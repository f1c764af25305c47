use std::path::PathBuf;

pub type Result<T> = std::result::Result<T, Error>;

#[derive(Debug, thiserror::Error)]
pub enum Error {
    #[error("I/O error: {0}")]
    Io(#[from] std::io::Error),

    #[error("search index error: {0}")]
    Tantivy(#[from] tantivy::TantivyError),

    #[error("database error: {0}")]
    Redb(#[from] redb::Error),

    #[error("database open error: {0}")]
    RedbDatabase(#[from] redb::DatabaseError),

    #[error("database storage error: {0}")]
    RedbStorage(#[from] redb::StorageError),

    #[error("database transaction error: {0}")]
    RedbTransaction(#[from] redb::TransactionError),

    #[error("database table error: {0}")]
    RedbTable(#[from] redb::TableError),

    #[error("database commit error: {0}")]
    RedbCommit(#[from] redb::CommitError),

    #[error("JSON error: {0}")]
    Json(#[from] serde_json::Error),

    #[error("CSV error: {0}")]
    Csv(#[from] csv::Error),

    #[error("model '{model}' unavailable: {reason}")]
    ModelUnavailable { model: String, reason: String },

    #[error("document store for index '{index}' unreachable: {reason}")]
    StoreUnreachable { index: String, reason: String },

    #[error("unsupported input type: {media_type}")]
    UnsupportedInputType { media_type: String },

    #[error("batch {stage} failed: {reason}")]
    BatchExecution { stage: &'static str, reason: String },

    #[error("configuration error: {0}")]
    Config(String),

    #[error("{kind} not found: {name}")]
    NotFound { kind: &'static str, name: String },

    #[error("data directory does not exist and could not be created: {0}")]
    DataDir(PathBuf),
}

impl Error {
    /// Wrap any displayable failure as a whole-batch execution error.
    pub fn batch(stage: &'static str, err: impl std::fmt::Display) -> Self {
        Error::BatchExecution {
            stage,
            reason: err.to_string(),
        }
    }
}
————————
Retype all of the entries shown above, exactly.

repository f1c764af25305c47
use std::path::PathBuf;

pub type Result<T> = std::result::Result<T, Error>;

#[derive(Debug, thiserror::Error)]
pub enum Error {
    #[error("I/O error: {0}")]
    Io(#[from] std::io::Error),

    #[error("search index error: {0}")]
    Tantivy(#[from] tantivy::TantivyError),

    #[error("database error: {0}")]
    Redb(#[from] redb::Error),

    #[error("database open error: {0}")]
    RedbDatabase(#[from] redb::DatabaseError),

    #[error("database storage error: {0}")]
    RedbStorage(#[from] redb::StorageError),

    #[error("database transaction error: {0}")]
    RedbTransaction(#[from] redb::TransactionError),

    #[error("database table error: {0}")]
    RedbTable(#[from] redb::TableError),

    #[error("database commit error: {0}")]
    RedbCommit(#[from] redb::CommitError),

    #[error("JSON error: {0}")]
    Json(#[from] serde_json::Error),

    #[error("CSV error: {0}")]
    Csv(#[from] csv::Error),

    #[error("model '{model}' unavailable: {reason}")]
    ModelUnavailable { model: String, reason: String },

    #[error("document store for index '{index}' unreachable: {reason}")]
    StoreUnreachable { index: String, reason: String },

    #[error("unsupported input type: {media_type}")]
    UnsupportedInputType { media_type: String },

    #[error("batch {stage} failed: {reason}")]
    BatchExecution { stage: &'static str, reason: String },

    #[error("configuration error: {0}")]
    Config(String),

    #[error("{kind} not found: {name}")]
    NotFound { kind: &'static str, name: String },

    #[error("data directory does not exist and could not be created: {0}")]
    DataDir(PathBuf),
}

impl Error {
    /// Wrap any displayable failure as a whole-batch execution error.
    pub fn batch(stage: &'static str, err: impl std::fmt::Display) -> Self {
        Error::BatchExecution {
            stage,
            reason: err.to_string(),
        }
    }
}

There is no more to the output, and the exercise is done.